Оруэлл предрекал бесконечную войну за мир, но в начале 80-х появилась «чистая война» — сама политика превратилась в войну, которая ведется другими средствами. Рональд Рейган добился утверждения бюджета «звездных войн», социальные программы сокращались как шагреневая кожа, а Советский Союз переживал самую настоящую имплозию. Наступала очередь Соединенных Штатов совершить то же самое в замедленном темпе — обрушиться под собственной тяжестью, как позднее обрушились башни Всемирного торгового центра. В «Симуляциях» излагалась программа этого самоуничтожения. С помощью «Прецессии симулякров» и «пустыни реального» прекрасно описывался новый пейзаж, где мираж возникает раньше образа. Америка опровергала факт собственного существования. Был ли президент Соединенных Штатов действительно президентом? Профессиональный актер, он был похож на реальное лицо, но находился по ту сторону вымысла, по ту сторону добра и зла; он был своим собственным симулякром. Обыкновенные люди тоже не были по-настоящему собой; в них не осталось их собственной субстанции. В то время как бедные, выброшенные на улицу, исчезли из социального дискурса, не-бедные радостно втягивались в добровольное рабство. Конвейерная сборка заменялась «сборной жизнью». 80-е годы стали непрерывным праздником Карьеры, направляемым Новой экономикой.

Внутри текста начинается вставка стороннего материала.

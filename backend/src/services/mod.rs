//! Service layer: the ingestion-status reconciliation engine.
//!
//! Services sit between the store traits and the HTTP layer. Every function
//! here is a pure function of (store contents, date list): nothing is
//! cached or persisted, and per-tier failures degrade to `Missing` cells or
//! zero counts instead of aborting the query.

pub mod summary;
pub mod sync_status;
pub mod tables;
pub mod users;
pub mod vitals;

pub use summary::{daily_summary, monthly_summary, weekly_summary, SummaryOptions};
pub use sync_status::availability_matrix;
pub use users::discover_users;
pub use vitals::vitals_coverage;

#[cfg(all(test, feature = "local-repo"))]
#[path = "sync_status_tests.rs"]
mod sync_status_tests;
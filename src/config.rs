// Runtime settings for the client, filled from command line flags and environment

use std::sync::Arc;
use std::time::Duration;

use anyhow::Result;

use crate::api::{ApiClient, CHAT_PATH};
use crate::chat::{CannedReplies, DispatchTiming, RemoteReplies, ReplySource};

pub const DEFAULT_API_URL: &str = "http://localhost:5000";
pub const DEFAULT_REQUEST_TIMEOUT: Duration = Duration::from_secs(10);

#[derive(Debug, Clone, Copy, PartialEq, Eq)]
pub enum ReplyMode {
    Canned,
    Remote,
}

#[derive(Debug, Clone)]
pub struct Config {
    pub api_url: String,
    /// Full chat endpoint URL, derived from `api_url` when unset
    pub chat_url: Option<String>,
    pub reply_mode: ReplyMode,
    pub request_timeout: Duration,
    pub timing: DispatchTiming,
    /// Skip authentication entirely
    pub offline: bool,
}

impl Default for Config {
    fn default() -> Self {
        Config {
            api_url: DEFAULT_API_URL.to_string(),
            chat_url: None,
            reply_mode: ReplyMode::Canned,
            request_timeout: DEFAULT_REQUEST_TIMEOUT,
            timing: DispatchTiming::default(),
            offline: false,
        }
    }
}

impl Config {
    pub fn chat_url(&self) -> String {
        match &self.chat_url {
            Some(url) => url.clone(),
            None => format!("{}{}", self.api_url.trim_end_matches('/'), CHAT_PATH),
        }
    }

    pub fn api_client(&self) -> Result<ApiClient> {
        ApiClient::new(&self.api_url, self.request_timeout)
    }

    /// Reply source for the dispatcher. Remote replies reuse `api` so they carry its token.
    pub fn reply_source(&self, api: ApiClient) -> Arc<dyn ReplySource> {
        match self.reply_mode {
            ReplyMode::Canned => Arc::new(CannedReplies),
            ReplyMode::Remote => Arc::new(RemoteReplies::new(api, &self.chat_url())),
        }
    }
}
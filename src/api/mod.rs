// Request and response bodies for the chat backend, plus the HTTP client wrapper

use serde::{Deserialize, Serialize};

use crate::models::User;

pub mod client;

pub use client::{ApiClient, ApiError};

pub const LOGIN_PATH: &str = "/api/auth/login";
pub const REGISTER_PATH: &str = "/api/auth/register";
pub const VERIFY_PATH: &str = "/api/auth/verify";
pub const CHAT_PATH: &str = "/api/chat";

#[derive(Serialize, Debug, Clone, PartialEq)]
pub struct ChatRequest {
    pub message: String,
    pub user_id: String,
    pub conversation_id: u64,
}

#[derive(Deserialize, Debug, Default)]
pub struct ChatReply {
    #[serde(default)]
    pub response: Option<String>,
    #[serde(default)]
    pub message: Option<String>,
}

impl ChatReply {
    /// The reply text, preferring `response` over `message`
    pub fn text(self) -> Option<String> {
        self.response
            .filter(|s| !s.is_empty())
            .or(self.message.filter(|s| !s.is_empty()))
    }
}

#[derive(Serialize, Debug)]
pub struct LoginRequest<'a> {
    pub email: &'a str,
    pub password: &'a str,
}

#[derive(Serialize, Debug)]
pub struct RegisterRequest<'a> {
    pub name: &'a str,
    pub email: &'a str,
    pub password: &'a str,
}

#[derive(Deserialize, Debug)]
pub struct AuthResponse {
    pub access_token: String,
    pub user: User,
}

/// The verify endpoint may wrap the user or return it bare
#[derive(Deserialize, Debug)]
#[serde(untagged)]
pub enum VerifyResponse {
    Wrapped { user: User },
    Bare(User),
}

impl VerifyResponse {
    pub fn into_user(self) -> User {
        match self {
            VerifyResponse::Wrapped { user } => user,
            VerifyResponse::Bare(user) => user,
        }
    }
}
// Message dispatcher: fakes the network round trip for a locally authored message
// with timer delays, then produces a reply from a `ReplySource`.

use std::sync::Arc;
use std::time::Duration;

use anyhow::{anyhow, Result};
use async_trait::async_trait;
use log::{debug, error, info};
use rand::seq::SliceRandom;
use rand::Rng;
use tokio::sync::mpsc;
use tokio::task::JoinHandle;

use super::{clock_time, ChatEvent, IdGenerator, OutgoingMessage};
use crate::api::{ApiClient, ChatRequest};
use crate::fixtures::{CANNED_REPLIES, FALLBACK_REPLY, SEND_ERROR_REPLY};
use crate::models::{DeliveryStatus, Message, Sender};

/// Where replies come from
#[async_trait]
pub trait ReplySource: Send + Sync {
    async fn reply(&self, outgoing: &OutgoingMessage) -> Result<String>;
}

/// Picks one of the fixed canned replies at random
pub struct CannedReplies;

#[async_trait]
impl ReplySource for CannedReplies {
    async fn reply(&self, _outgoing: &OutgoingMessage) -> Result<String> {
        let mut rng = rand::thread_rng();
        CANNED_REPLIES
            .choose(&mut rng)
            .map(|s| s.to_string())
            .ok_or_else(|| anyhow!("no canned replies configured"))
    }
}

/// Asks the chat backend for a reply
pub struct RemoteReplies {
    api: ApiClient,
    chat_url: String,
}

impl RemoteReplies {
    pub fn new(api: ApiClient, chat_url: &str) -> Self {
        RemoteReplies {
            api,
            chat_url: chat_url.to_string(),
        }
    }
}

#[async_trait]
impl ReplySource for RemoteReplies {
    async fn reply(&self, outgoing: &OutgoingMessage) -> Result<String> {
        let request = ChatRequest {
            message: outgoing.text.clone(),
            user_id: outgoing.user_id.clone(),
            conversation_id: outgoing.contact_id,
        };
        let reply = self.api.send_chat(&self.chat_url, &request).await?;
        Ok(reply.unwrap_or_else(|| FALLBACK_REPLY.to_string()))
    }
}

/// Simulated latencies
#[derive(Debug, Clone)]
pub struct DispatchTiming {
    /// Time before the local message is marked sent
    pub send_delay: Duration,
    /// The reply arrives after a random delay in this range
    pub reply_delay_min: Duration,
    pub reply_delay_max: Duration,
}

impl Default for DispatchTiming {
    fn default() -> Self {
        DispatchTiming {
            send_delay: Duration::from_millis(2000),
            reply_delay_min: Duration::from_millis(1000),
            reply_delay_max: Duration::from_millis(3000),
        }
    }
}

impl DispatchTiming {
    pub fn fixed(send_delay: Duration, reply_delay: Duration) -> Self {
        DispatchTiming {
            send_delay,
            reply_delay_min: reply_delay,
            reply_delay_max: reply_delay,
        }
    }

    pub fn reply_delay(&self) -> Duration {
        if self.reply_delay_max <= self.reply_delay_min {
            return self.reply_delay_min;
        }
        rand::thread_rng().gen_range(self.reply_delay_min..=self.reply_delay_max)
    }
}

pub struct MessageDispatcher {
    source: Arc<dyn ReplySource>,
    timing: DispatchTiming,
    ids: IdGenerator,
    event_tx: mpsc::Sender<ChatEvent>,
}

impl MessageDispatcher {
    pub fn new(
        source: Arc<dyn ReplySource>,
        timing: DispatchTiming,
        ids: IdGenerator,
    ) -> (Self, mpsc::Receiver<ChatEvent>) {
        let (event_tx, event_rx) = mpsc::channel(100);
        (
            MessageDispatcher {
                source,
                timing,
                ids,
                event_tx,
            },
            event_rx,
        )
    }

    /// Run the round trip for `outgoing` in the background
    pub fn dispatch(&self, outgoing: OutgoingMessage) -> JoinHandle<()> {
        let source = self.source.clone();
        let timing = self.timing.clone();
        let ids = self.ids.clone();
        let event_tx = self.event_tx.clone();

        tokio::spawn(async move {
            Self::round_trip(source, timing, ids, event_tx, outgoing).await;
        })
    }

    async fn round_trip(
        source: Arc<dyn ReplySource>,
        timing: DispatchTiming,
        ids: IdGenerator,
        event_tx: mpsc::Sender<ChatEvent>,
        outgoing: OutgoingMessage,
    ) {
        let contact_id = outgoing.contact_id;

        tokio::time::sleep(timing.send_delay).await;
        emit(&event_tx, ChatEvent::StatusChanged {
            contact_id,
            message_id: outgoing.message_id,
            status: DeliveryStatus::Sent,
        })
        .await;

        match source.reply(&outgoing).await {
            Ok(text) => {
                let delay = timing.reply_delay();
                debug!("Reply for message {} arrives in {:?}", outgoing.message_id, delay);
                tokio::time::sleep(delay).await;

                emit(&event_tx, ChatEvent::StatusChanged {
                    contact_id,
                    message_id: outgoing.message_id,
                    status: DeliveryStatus::Delivered,
                })
                .await;
                emit(&event_tx, ChatEvent::Received {
                    contact_id,
                    message: Message {
                        id: ids.next_id(),
                        text,
                        sender: Sender::Ai,
                        timestamp: clock_time(),
                        status: DeliveryStatus::Delivered,
                    },
                })
                .await;
                info!("Round trip for message {} complete", outgoing.message_id);
            }
            Err(e) => {
                error!("Failed to get a reply for message {}: {}", outgoing.message_id, e);
                emit(&event_tx, ChatEvent::StatusChanged {
                    contact_id,
                    message_id: outgoing.message_id,
                    status: DeliveryStatus::Error,
                })
                .await;
                emit(&event_tx, ChatEvent::Received {
                    contact_id,
                    message: Message {
                        id: ids.next_id(),
                        text: SEND_ERROR_REPLY.to_string(),
                        sender: Sender::Ai,
                        timestamp: clock_time(),
                        status: DeliveryStatus::Error,
                    },
                })
                .await;
            }
        }

        emit(&event_tx, ChatEvent::Finished { contact_id }).await;
    }
}

async fn emit(event_tx: &mpsc::Sender<ChatEvent>, event: ChatEvent) {
    if let Err(e) = event_tx.send(event).await {
        error!("Failed to deliver chat event to the UI: {}", e);
    }
}

#[cfg(test)]
mod tests {
    use super::*;

    struct FailingReplies;

    #[async_trait]
    impl ReplySource for FailingReplies {
        async fn reply(&self, _outgoing: &OutgoingMessage) -> Result<String> {
            Err(anyhow!("network unreachable"))
        }
    }

    fn outgoing() -> OutgoingMessage {
        OutgoingMessage {
            contact_id: 2,
            message_id: 77,
            text: "oi".to_string(),
            user_id: "default".to_string(),
        }
    }

    fn status_event(status: DeliveryStatus) -> ChatEvent {
        ChatEvent::StatusChanged {
            contact_id: 2,
            message_id: 77,
            status,
        }
    }

    fn fast() -> DispatchTiming {
        DispatchTiming::fixed(Duration::from_millis(5), Duration::from_millis(5))
    }

    async fn collect(mut rx: mpsc::Receiver<ChatEvent>) -> Vec<ChatEvent> {
        let mut events = Vec::new();
        while let Some(event) = rx.recv().await {
            let done = matches!(event, ChatEvent::Finished { .. });
            events.push(event);
            if done {
                break;
            }
        }
        events
    }

    #[tokio::test]
    async fn test_canned_round_trip_event_order() {
        let (dispatcher, rx) =
            MessageDispatcher::new(Arc::new(CannedReplies), fast(), IdGenerator::new());
        dispatcher.dispatch(outgoing()).await.unwrap();
        let events = collect(rx).await;

        assert_eq!(events.len(), 4);
        assert_eq!(events[0], status_event(DeliveryStatus::Sent));
        assert_eq!(events[1], status_event(DeliveryStatus::Delivered));
        match &events[2] {
            ChatEvent::Received { contact_id, message } => {
                assert_eq!(*contact_id, 2);
                assert_eq!(message.sender, Sender::Ai);
                assert_eq!(message.status, DeliveryStatus::Delivered);
                assert!(CANNED_REPLIES.contains(&message.text.as_str()));
            }
            other => panic!("expected a reply, got {:?}", other),
        }
        assert_eq!(events[3], ChatEvent::Finished { contact_id: 2 });
    }

    #[tokio::test]
    async fn test_failed_reply_marks_error() {
        let (dispatcher, rx) =
            MessageDispatcher::new(Arc::new(FailingReplies), fast(), IdGenerator::new());
        dispatcher.dispatch(outgoing()).await.unwrap();
        let events = collect(rx).await;

        assert_eq!(events[1], status_event(DeliveryStatus::Error));
        match &events[2] {
            ChatEvent::Received { message, .. } => {
                assert_eq!(message.text, SEND_ERROR_REPLY);
                assert_eq!(message.status, DeliveryStatus::Error);
            }
            other => panic!("expected an error reply, got {:?}", other),
        }
        assert!(matches!(events.last(), Some(ChatEvent::Finished { .. })));
    }

    #[test]
    fn test_reply_delay_stays_in_range() {
        let timing = DispatchTiming::default();
        for _ in 0..100 {
            let delay = timing.reply_delay();
            assert!(delay >= Duration::from_millis(1000) && delay <= Duration::from_millis(3000));
        }
        assert_eq!(fast().reply_delay(), Duration::from_millis(5));
    }
}
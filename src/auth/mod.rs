// Auth gateway: login/register against the backend, bearer token persistence

use log::{error, info, warn};
use thiserror::Error;

use crate::api::{
    ApiClient, ApiError, AuthResponse, LoginRequest, RegisterRequest, VerifyResponse, LOGIN_PATH,
    REGISTER_PATH, VERIFY_PATH,
};
use crate::models::User;

pub mod token_store;

pub use token_store::{FileTokenStore, MemoryTokenStore, TokenStore};

#[derive(Debug, Error)]
pub enum AuthError {
    /// The server refused the request, or the input was unusable
    #[error("{0}")]
    Rejected(String),
    #[error("Connection error: {0}")]
    Connection(String),
    #[error("Could not store session: {0}")]
    Storage(#[from] anyhow::Error),
}

impl From<ApiError> for AuthError {
    fn from(e: ApiError) -> Self {
        match e {
            ApiError::Transport(e) => AuthError::Connection(e.to_string()),
            ApiError::Status { message, .. } => AuthError::Rejected(message),
            ApiError::Decode(msg) => {
                AuthError::Rejected(format!("Invalid response from server: {}", msg))
            }
        }
    }
}

pub struct AuthGateway {
    api: ApiClient,
    store: Box<dyn TokenStore>,
    user: Option<User>,
}

impl AuthGateway {
    pub fn new(api: ApiClient, store: Box<dyn TokenStore>) -> Self {
        AuthGateway { api, store, user: None }
    }

    /// API client carrying the current bearer token
    pub fn api(&self) -> &ApiClient {
        &self.api
    }

    pub fn user(&self) -> Option<&User> {
        self.user.as_ref()
    }

    pub fn token(&self) -> Option<&str> {
        self.api.token()
    }

    pub fn is_authenticated(&self) -> bool {
        self.user.is_some()
    }

    pub async fn login(&mut self, email: &str, password: &str) -> Result<User, AuthError> {
        let email = email.trim();
        if email.is_empty() || password.is_empty() {
            return Err(AuthError::Rejected("Email and password are required".to_string()));
        }

        info!("Logging in as {}", email);
        let request = LoginRequest { email, password };
        match self.api.post_json::<_, AuthResponse>(LOGIN_PATH, &request).await {
            Ok(response) => self.establish(response),
            Err(e) => {
                error!("Login failed: {}", e);
                Err(e.into())
            }
        }
    }

    pub async fn register(
        &mut self,
        name: &str,
        email: &str,
        password: &str,
    ) -> Result<User, AuthError> {
        let name = name.trim();
        let email = email.trim();
        if name.is_empty() || email.is_empty() || password.is_empty() {
            return Err(AuthError::Rejected("Name, email and password are required".to_string()));
        }

        info!("Registering {}", email);
        let request = RegisterRequest { name, email, password };
        match self.api.post_json::<_, AuthResponse>(REGISTER_PATH, &request).await {
            Ok(response) => self.establish(response),
            Err(e) => {
                error!("Registration failed: {}", e);
                Err(e.into())
            }
        }
    }

    fn establish(&mut self, response: AuthResponse) -> Result<User, AuthError> {
        self.store.save(&response.access_token)?;
        self.api.set_token(Some(response.access_token));
        info!("Authenticated as {} ({})", response.user.email, response.user.id);
        self.user = Some(response.user.clone());
        Ok(response.user)
    }

    pub fn logout(&mut self) -> Result<(), AuthError> {
        self.api.set_token(None);
        self.user = None;
        self.store.clear()?;
        info!("Logged out");
        Ok(())
    }

    /// Ask the backend who the current token belongs to
    pub async fn verify(&self) -> Result<User, ApiError> {
        let response: VerifyResponse = self.api.get_json(VERIFY_PATH).await?;
        Ok(response.into_user())
    }

    /// Pick up a token persisted by an earlier run.
    ///
    /// A token the server rejects (401/403) is discarded. When the server cannot
    /// confirm it for any other reason the token is kept and a placeholder user is assumed.
    pub async fn restore(&mut self) -> Result<Option<User>, AuthError> {
        let Some(token) = self.store.load()? else {
            return Ok(None);
        };
        self.api.set_token(Some(token));

        let user = match self.verify().await {
            Ok(user) => {
                info!("Restored session for {}", user.email);
                user
            }
            Err(e) if matches!(e.status(), Some(401) | Some(403)) => {
                warn!("Stored token was rejected, discarding it: {}", e);
                self.logout()?;
                return Ok(None);
            }
            Err(e) => {
                warn!("Could not verify stored token, assuming it is still valid: {}", e);
                persisted_user()
            }
        };

        self.user = Some(user.clone());
        Ok(Some(user))
    }
}

fn persisted_user() -> User {
    User {
        id: "persisted".to_string(),
        name: "Logged-in user".to_string(),
        email: String::new(),
    }
}

#[cfg(test)]
mod tests {
    use super::*;
    use std::time::Duration;

    // Nothing listens on port 9 locally
    fn unreachable_gateway(store: MemoryTokenStore) -> AuthGateway {
        let api = ApiClient::new("http://127.0.0.1:9", Duration::from_millis(500)).unwrap();
        AuthGateway::new(api, Box::new(store))
    }

    #[tokio::test]
    async fn test_login_requires_credentials() {
        let mut gateway = unreachable_gateway(MemoryTokenStore::default());
        let err = gateway.login("  ", "pw").await.unwrap_err();
        assert!(matches!(err, AuthError::Rejected(_)));
        assert!(!gateway.is_authenticated());
    }

    #[tokio::test]
    async fn test_login_connection_failure_is_reported() {
        let mut gateway = unreachable_gateway(MemoryTokenStore::default());
        let err = gateway.login("ana@example.com", "pw").await.unwrap_err();
        assert!(matches!(err, AuthError::Connection(_)));
        assert!(err.to_string().starts_with("Connection error"));
        assert!(gateway.token().is_none());
    }

    #[tokio::test]
    async fn test_restore_without_token() {
        let mut gateway = unreachable_gateway(MemoryTokenStore::default());
        assert_eq!(gateway.restore().await.unwrap(), None);
        assert!(!gateway.is_authenticated());
    }

    #[tokio::test]
    async fn test_restore_keeps_token_when_server_unreachable() {
        let mut gateway = unreachable_gateway(MemoryTokenStore::with_token("tok"));
        let user = gateway.restore().await.unwrap().unwrap();
        assert_eq!(user.id, "persisted");
        assert_eq!(gateway.token(), Some("tok"));
        assert!(gateway.is_authenticated());
    }

    #[test]
    fn test_logout_clears_everything() {
        let mut gateway = unreachable_gateway(MemoryTokenStore::with_token("tok"));
        gateway.api.set_token(Some("tok".to_string()));
        gateway.user = Some(persisted_user());

        gateway.logout().unwrap();
        assert!(gateway.token().is_none());
        assert!(gateway.user().is_none());
        assert_eq!(gateway.store.load().unwrap(), None);
    }
}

Как же смогла произойти столь резкая перемена в общественном климате? Возьмем для примера эволюцию искусства и художественной среды в Нью-Йорке. В конце 70-х годов город еще был какой-то градостроительной ошибкой, пустырем, ямой, где каждый напрягал силы, чтобы выжить. Зато это был доступный, подвижный город, широко открытый во внешний мир. Художники жили как бы особым племенем. Они были белыми, интеллигентными и «чистыми», профессионально бедными и нематериальными. Было чувство, что все находятся в одной лодке, участвуют в каком-то особо важном опыте. Группируясь в пещероподобных мастерских нижнего Манхэттена, они создавали искусство, не предназначенное на продажу. Они все время толковали о деньгах, потому что не имели их. Мысли их были далеко отсюда, они жили Концептами, а между тем земельные спекулянты не зевали и строили там и сям свои доходные дома, готовясь подмять под себя весь город. За несколько лет ситуация полностью переменилась. Банки резко либерализовали кредитную политику, земельная спекуляция более не знала удержу. День за днем настоящих художников выгоняли из их нор, вновь воцарялась живопись на продажу, картины, которые попадали к торговцам: рематериализация искусства совпала с детерриториализацией художественного мира, отныне широко вливавшегося в биржевой рынок (теперь художники писали деньги). Не нужно было далеко искать, чтобы увидеть, как работают потоки капитала, поглощая все новые территории, пожирая небольшие кварталы и даже целые жизненные уклады и выплевывая вместо них свои клубы, галереи, роскошные магазины, — настоящая процессия симулякров.